The legislature passed Assembly Bill 465 in October after almost every Democrat in the state senate voted against the measure and every Republican voted in its favor. AB 465 “prohibits health care providers from engaging in, causing the engagement in, or making referrals for, certain medical intervention practices upon an individual under 18 years of age if done for the purpose of changing the minor's body to correspond to a sex that is discordant with the minor's biological sex.”
This includes prohibiting doctors from performing any surgery that could cause sterilization such as castration, vasectomy, hysterectomy, oophorectomy, metoidioplasty, orchiectomy, penectomy, phalloplasty, and vaginoplasty. The law also prohibits doctors from offering minors mastectomies as well as administering supplying or prescribing hormone therapies or drugs that delay or stop puberty.
Evers had vowed to veto the bill before it had been passed.
“I am vetoing this bill in its entirety because I object to restricting physicians from providing evidence-based and medically appropriate care to their patients, restricting parents from making decisions with physicians to ensure their kids receive the healthcare they need, and preventing patients from receiving that basic, lifesaving care,” said Evers in a press release on Dec. 6. “Healthcare providers should be trusted to provide medically appropriate and accurate information, treatment, and care for their patients without the unnecessary political interference of politicians.”

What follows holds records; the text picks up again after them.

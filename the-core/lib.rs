pub mod line_ending;
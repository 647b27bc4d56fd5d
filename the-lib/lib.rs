//! Editing core for the-notepad: text buffer, undo history, caret tracking,
//! literal search and the session that ties them together.

use smartstring::{
  LazyCompact,
  SmartString,
};

pub mod buffer;
pub mod caret;
pub mod history;
pub mod host;
pub mod messages;
pub mod search;
pub mod session;
pub mod transaction;

pub type Tendril = SmartString<LazyCompact>;
//! Disk-backed [`FileSystem`].
//!
//! Files are read and written as raw UTF-8 with line separators untouched.
//! Saves go to a temporary file in the target's directory which is then
//! renamed over the target, so a failed save never leaves a truncated file.

use std::{
  fs,
  io::{
    self,
    BufWriter,
    Write,
  },
  path::{
    Path,
    PathBuf,
  },
};

use ropey::Rope;
use tempfile::NamedTempFile;
use the_lib::host::FileSystem;

#[derive(Debug, Clone, Copy, Default)]
pub struct DiskFileSystem;

impl DiskFileSystem {
  pub fn new() -> Self {
    Self
  }
}

impl FileSystem for DiskFileSystem {
  fn load(&self, path: &Path) -> io::Result<String> {
    let bytes = fs::read(path)?;
    String::from_utf8(bytes).map_err(|err| io::Error::new(io::ErrorKind::InvalidData, err))
  }

  fn save(&self, path: &Path, content: &Rope) -> io::Result<()> {
    // Write through symlinks instead of replacing them.
    let target = fs::canonicalize(path).unwrap_or_else(|_| path.to_path_buf());
    let dir = parent_dir(&target);

    let mut file = NamedTempFile::new_in(&dir)?;
    {
      let mut writer = BufWriter::new(file.as_file_mut());
      for chunk in content.chunks() {
        writer.write_all(chunk.as_bytes())?;
      }
      writer.flush()?;
    }
    file.as_file().sync_all()?;

    if let Ok(metadata) = fs::metadata(&target) {
      fs::set_permissions(file.path(), metadata.permissions())?;
    }

    file.persist(&target).map_err(|err| err.error)?;
    tracing::debug!(path = %target.display(), bytes = content.len_bytes(), "wrote file");
    Ok(())
  }
}

fn parent_dir(path: &Path) -> PathBuf {
  match path.parent() {
    Some(parent) if !parent.as_os_str().is_empty() => parent.to_path_buf(),
    _ => PathBuf::from("."),
  }
}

Evers said he objects “to the Legislature’s ongoing efforts to manufacture and perpetuate false, hateful, and discriminatory anti-LGBTQ policies and rhetoric in our state.”
“This type of legislation, and the rhetoric beget by pursuing it, harms LGBTQ people and kids’ mental health, emboldens anti-LGBTQ hate and violence, and threatens the safety and dignity of LGBTQ Wisconsinites,” said the governor. “I will veto any bill that makes Wisconsin a less safe, less inclusive, and less welcoming place for LGBTQ people and kids.”

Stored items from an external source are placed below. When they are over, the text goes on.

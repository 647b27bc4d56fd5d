//! the-notepad: a plain text notepad driven by line commands.
//!
//! Reads one command per line from stdin (`insert TEXT`, `find PATTERN`,
//! `save`, `quit`, ...) and prints the title, status line and notices to
//! stdout. See `command.rs` for the full list.

mod app;
mod cli;
mod command;
mod config;
mod logging;

use std::io;

use eyre::Result;
use the_lib::session::{
  MIN_FONT_SIZE,
  Session,
  SessionState,
};
use the_runtime::{
  CommandPrinter,
  DiskFileSystem,
  SystemClipboard,
};

use crate::{
  app::{
    App,
    LogObserver,
  },
  cli::CliOptions,
  config::Config,
};

fn main() -> Result<()> {
  let options = CliOptions::parse();
  logging::setup_logging(options.verbosity, options.log_file.clone())?;

  let config = Config::load_or_default(options.config_file.as_deref())?;
  let font_size = options
    .font_size
    .unwrap_or(config.font_size)
    .max(MIN_FONT_SIZE);

  let mut session = Session::new(
    Box::new(DiskFileSystem::new()),
    Box::new(CommandPrinter::new(config.print_command.clone())),
  )
  .with_clipboard(Box::new(SystemClipboard::new(
    &config.clipboard_provider(),
  )))
  .with_history_limit(config.history_limit)
  .with_state(SessionState {
    font_size,
    default_font_size: font_size,
    status_bar_visible: config.show_status_bar,
    ..SessionState::default()
  });
  session.subscribe(Box::new(LogObserver));

  let mut app = App::new(session, io::stdin().lock(), io::stdout().lock());
  if let Some(file) = options.file {
    app.open_initial(file)?;
  }
  app.run()
}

The bill does include a limited number of exceptions for doctors acting in alignment with a “good faith medical decision of a parent or guardian” of a child who was “born with a medically verifiable genetic disorder of sex development” or if the child “suffers from a physical disorder, physical injury, or physical illness that would, as certified by a physician, place the minor in imminent danger of death or impairment of a major bodily function unless surgery is performed.”
Additionally, hormone therapies or other gender-related treatments are permitted if the minor has “any infection, injury, disease, or disorder that has been caused by or exacerbated by the performance of a gender transition medical procedure, whether or not that procedure was performed in accordance with state and federal law.”

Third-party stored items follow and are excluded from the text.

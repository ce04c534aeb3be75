//! Circuit breaker per destination service

use crate::metrics;
use chrono::{DateTime, Utc};
use dashmap::DashMap;
use serde::{Deserialize, Serialize};
use std::future::Future;
use std::time::Duration;
use thiserror::Error;
use tokio::time::Instant;
use tracing::{info, warn};

/// Circuit breaker state
#[derive(Debug, Clone, Copy, PartialEq, Eq, Serialize, Deserialize)]
pub enum CircuitState {
    /// Closed (normal operation)
    Closed,
    /// Open (rejecting requests)
    Open,
    /// Half-open (one trial call in flight)
    HalfOpen,
}

impl CircuitState {
    /// Gauge value (0=closed, 1=half-open, 2=open)
    pub fn as_metric_value(self) -> i64 {
        match self {
            CircuitState::Closed => 0,
            CircuitState::HalfOpen => 1,
            CircuitState::Open => 2,
        }
    }
}

impl std::fmt::Display for CircuitState {
    fn fmt(&self, f: &mut std::fmt::Formatter<'_>) -> std::fmt::Result {
        match self {
            CircuitState::Closed => write!(f, "Closed"),
            CircuitState::Open => write!(f, "Open"),
            CircuitState::HalfOpen => write!(f, "HalfOpen"),
        }
    }
}

/// Circuit breaker configuration
#[derive(Debug, Clone, Serialize, Deserialize)]
pub struct CircuitBreakerConfig {
    /// Failure threshold (open after N consecutive failures)
    pub failure_threshold: u32,
    /// Cool-down before an open breaker admits a trial call
    pub cooldown: Duration,
}

impl Default for CircuitBreakerConfig {
    fn default() -> Self {
        Self {
            failure_threshold: crate::DEFAULT_CB_FAILURE_THRESHOLD,
            cooldown: Duration::from_secs(crate::DEFAULT_CB_COOLDOWN_SECONDS),
        }
    }
}

/// Point-in-time view of one service's breaker
#[derive(Debug, Clone, PartialEq, Eq, Serialize, Deserialize)]
pub struct CircuitBreakerStatus {
    /// Service name
    pub service_name: String,
    /// Current state
    pub state: CircuitState,
    /// Consecutive failures
    pub failure_count: u32,
    /// Last failure time
    pub last_failure_at: Option<DateTime<Utc>>,
    /// Last state change
    pub last_state_change: DateTime<Utc>,
}

impl CircuitBreakerStatus {
    fn closed(service_name: &str) -> Self {
        Self {
            service_name: service_name.to_string(),
            state: CircuitState::Closed,
            failure_count: 0,
            last_failure_at: None,
            last_state_change: Utc::now(),
        }
    }
}

/// Error returned by [`CircuitBreakerManager::execute`]
#[derive(Error, Debug)]
pub enum BreakerError<E> {
    /// Rejected without running the operation
    #[error("Circuit breaker open for service {service_name}, retry in {}s", retry_in.as_secs())]
    Open {
        /// Service name
        service_name: String,
        /// Cool-down left (zero while a half-open trial is in flight)
        retry_in: Duration,
    },

    /// The wrapped operation failed
    #[error("{0}")]
    Operation(E),
}

impl<E> BreakerError<E> {
    /// True for the fast-fail path
    pub fn is_open(&self) -> bool {
        matches!(self, BreakerError::Open { .. })
    }
}

impl From<BreakerError<crate::Error>> for crate::Error {
    fn from(err: BreakerError<crate::Error>) -> Self {
        match err {
            BreakerError::Open {
                service_name,
                retry_in,
            } => crate::Error::CircuitOpen {
                service_name,
                retry_in_secs: retry_in.as_secs(),
            },
            BreakerError::Operation(e) => e,
        }
    }
}

/// How a call got through the gate
#[derive(Debug, Clone, Copy, PartialEq, Eq)]
enum Admission {
    /// Closed breaker
    Normal,
    /// Single half-open trial
    Trial,
}

/// Breaker state for one service
#[derive(Debug, Clone)]
struct CircuitBreaker {
    state: CircuitState,
    failure_count: u32,
    last_failure_at: Option<DateTime<Utc>>,
    last_state_change: DateTime<Utc>,
    /// Monotonic time of the last transition to Open
    opened_at: Option<Instant>,
    trial_in_flight: bool,
}

impl CircuitBreaker {
    fn new() -> Self {
        Self {
            state: CircuitState::Closed,
            failure_count: 0,
            last_failure_at: None,
            last_state_change: Utc::now(),
            opened_at: None,
            trial_in_flight: false,
        }
    }

    /// Cool-down left while open; `None` once a trial may be admitted
    fn cooldown_remaining(&self, config: &CircuitBreakerConfig) -> Option<Duration> {
        let elapsed = self.opened_at.map(|t| t.elapsed()).unwrap_or(config.cooldown);
        if elapsed >= config.cooldown {
            None
        } else {
            Some(config.cooldown - elapsed)
        }
    }

    fn try_acquire(
        &mut self,
        config: &CircuitBreakerConfig,
        service_name: &str,
    ) -> Result<Admission, Duration> {
        match self.state {
            CircuitState::Closed => Ok(Admission::Normal),
            CircuitState::Open => match self.cooldown_remaining(config) {
                Some(remaining) => Err(remaining),
                None => {
                    info!("Circuit breaker half-opening for service {}", service_name);
                    self.transition(CircuitState::HalfOpen);
                    self.trial_in_flight = true;
                    Ok(Admission::Trial)
                }
            },
            CircuitState::HalfOpen if self.trial_in_flight => Err(Duration::ZERO),
            CircuitState::HalfOpen => {
                self.trial_in_flight = true;
                Ok(Admission::Trial)
            }
        }
    }

    fn record_success(&mut self, service_name: &str, admission: Admission) {
        match (admission, self.state) {
            (Admission::Trial, _) => {
                info!("Circuit breaker closing for service {}", service_name);
                self.trial_in_flight = false;
                self.failure_count = 0;
                self.opened_at = None;
                self.transition(CircuitState::Closed);
            }
            (Admission::Normal, CircuitState::Closed) => {
                self.failure_count = 0;
            }
            // A slow call finishing after another call tripped the breaker
            (Admission::Normal, _) => {}
        }
    }

    fn record_failure(
        &mut self,
        config: &CircuitBreakerConfig,
        service_name: &str,
        admission: Admission,
    ) {
        self.failure_count = self.failure_count.saturating_add(1);
        self.last_failure_at = Some(Utc::now());

        match (admission, self.state) {
            (Admission::Trial, _) => {
                warn!("Circuit breaker re-opening for service {}", service_name);
                self.trial_in_flight = false;
                self.open();
            }
            (Admission::Normal, CircuitState::Closed)
                if self.failure_count >= config.failure_threshold =>
            {
                warn!(
                    "Circuit breaker opening for service {} after {} failures",
                    service_name, self.failure_count
                );
                self.open();
            }
            (Admission::Normal, _) => {}
        }
    }

    fn open(&mut self) {
        self.opened_at = Some(Instant::now());
        self.transition(CircuitState::Open);
    }

    fn transition(&mut self, state: CircuitState) {
        self.state = state;
        self.last_state_change = Utc::now();
    }

    fn status(&self, service_name: &str) -> CircuitBreakerStatus {
        CircuitBreakerStatus {
            service_name: service_name.to_string(),
            state: self.state,
            failure_count: self.failure_count,
            last_failure_at: self.last_failure_at,
            last_state_change: self.last_state_change,
        }
    }
}

/// Circuit breaker manager (one breaker per service name)
pub struct CircuitBreakerManager {
    /// Circuit breakers by service name
    breakers: DashMap<String, CircuitBreaker>,
    config: CircuitBreakerConfig,
}

impl CircuitBreakerManager {
    /// Create new manager
    pub fn new(config: CircuitBreakerConfig) -> Self {
        Self {
            breakers: DashMap::new(),
            config,
        }
    }

    /// Policy in force
    pub fn config(&self) -> &CircuitBreakerConfig {
        &self.config
    }

    /// Run `operation` behind the breaker for `service_name`.
    ///
    /// An open breaker rejects with [`BreakerError::Open`] without polling the
    /// operation. Operation failures are recorded and handed back as
    /// [`BreakerError::Operation`]. Dropping the returned future mid-flight
    /// counts as a failure.
    pub async fn execute<T, E, F, Fut>(
        &self,
        service_name: &str,
        operation: F,
    ) -> Result<T, BreakerError<E>>
    where
        F: FnOnce() -> Fut,
        Fut: Future<Output = Result<T, E>>,
    {
        let admission = match self.acquire(service_name) {
            Ok(admission) => admission,
            Err(retry_in) => {
                return Err(BreakerError::Open {
                    service_name: service_name.to_string(),
                    retry_in,
                })
            }
        };

        let mut guard = AttemptGuard {
            manager: self,
            service_name,
            admission,
            armed: true,
        };

        let result = operation().await;
        guard.armed = false;

        match result {
            Ok(value) => {
                self.record_success(service_name, admission);
                Ok(value)
            }
            Err(e) => {
                self.record_failure(service_name, admission);
                Err(BreakerError::Operation(e))
            }
        }
    }

    fn acquire(&self, service_name: &str) -> Result<Admission, Duration> {
        let mut breaker = self
            .breakers
            .entry(service_name.to_string())
            .or_insert_with(CircuitBreaker::new);
        let before = breaker.state;
        let admission = breaker.try_acquire(&self.config, service_name);
        if breaker.state != before {
            metrics::set_breaker_state(service_name, breaker.state);
        }
        if admission.is_err() {
            warn!("Circuit breaker for {} is open, rejecting call", service_name);
        }
        admission
    }

    fn record_success(&self, service_name: &str, admission: Admission) {
        if let Some(mut breaker) = self.breakers.get_mut(service_name) {
            breaker.record_success(service_name, admission);
            metrics::set_breaker_state(service_name, breaker.state);
        }
    }

    fn record_failure(&self, service_name: &str, admission: Admission) {
        if let Some(mut breaker) = self.breakers.get_mut(service_name) {
            breaker.record_failure(&self.config, service_name, admission);
            metrics::set_breaker_state(service_name, breaker.state);
        }
    }

    /// Status for `service_name`; unseen services report Closed with no
    /// failures. Never creates or mutates a record.
    pub fn status(&self, service_name: &str) -> CircuitBreakerStatus {
        self.breakers
            .get(service_name)
            .map(|b| b.status(service_name))
            .unwrap_or_else(|| CircuitBreakerStatus::closed(service_name))
    }

    /// Current state for `service_name`
    pub fn state(&self, service_name: &str) -> CircuitState {
        self.breakers
            .get(service_name)
            .map(|b| b.state)
            .unwrap_or(CircuitState::Closed)
    }

    /// True when a call would be admitted: not open with cool-down still
    /// running, and no half-open trial already in flight
    pub fn is_available(&self, service_name: &str) -> bool {
        match self.breakers.get(service_name) {
            Some(breaker) => match breaker.state {
                CircuitState::Closed => true,
                CircuitState::Open => breaker.cooldown_remaining(&self.config).is_none(),
                CircuitState::HalfOpen => !breaker.trial_in_flight,
            },
            None => true,
        }
    }

    /// Reset circuit breaker (manual intervention)
    pub fn reset(&self, service_name: &str) {
        info!("Manually resetting circuit breaker for service {}", service_name);
        self.breakers
            .insert(service_name.to_string(), CircuitBreaker::new());
        metrics::set_breaker_state(service_name, CircuitState::Closed);
    }

    /// Trip the breaker open (manual intervention)
    pub fn force_open(&self, service_name: &str) {
        warn!("Manually opening circuit breaker for service {}", service_name);
        let mut breaker = self
            .breakers
            .entry(service_name.to_string())
            .or_insert_with(CircuitBreaker::new);
        breaker.failure_count = breaker.failure_count.max(self.config.failure_threshold);
        breaker.trial_in_flight = false;
        breaker.open();
        metrics::set_breaker_state(service_name, CircuitState::Open);
    }

    /// Status of every breaker seen so far, sorted by service name
    pub fn statuses(&self) -> Vec<CircuitBreakerStatus> {
        let mut statuses: Vec<_> = self
            .breakers
            .iter()
            .map(|entry| entry.value().status(entry.key()))
            .collect();
        statuses.sort_by(|a, b| a.service_name.cmp(&b.service_name));
        statuses
    }
}

impl Default for CircuitBreakerManager {
    fn default() -> Self {
        Self::new(CircuitBreakerConfig::default())
    }
}

/// Records a failure if the attempt is dropped before it completes
struct AttemptGuard<'a> {
    manager: &'a CircuitBreakerManager,
    service_name: &'a str,
    admission: Admission,
    armed: bool,
}

impl Drop for AttemptGuard<'_> {
    fn drop(&mut self) {
        if self.armed {
            warn!(
                "Call to {} cancelled in flight, counting as failure",
                self.service_name
            );
            self.manager
                .record_failure(self.service_name, self.admission);
        }
    }
}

Wisconsin Republicans had expected Evers’ veto and maintain the restrictions were an important step in protecting youth who experience gender dysphoria or who identify as transgender.
“While the governor’s veto of this legislation is certainly not surprising, it serves as a stark reminder of just how out of touch with reality Governor Evers is," Republican Senator Duey Stroebel said in a statement, per Fox News. “Protecting children from invasive and irreversible medical interventions is the right thing to do from both a scientific and ethical standpoint.”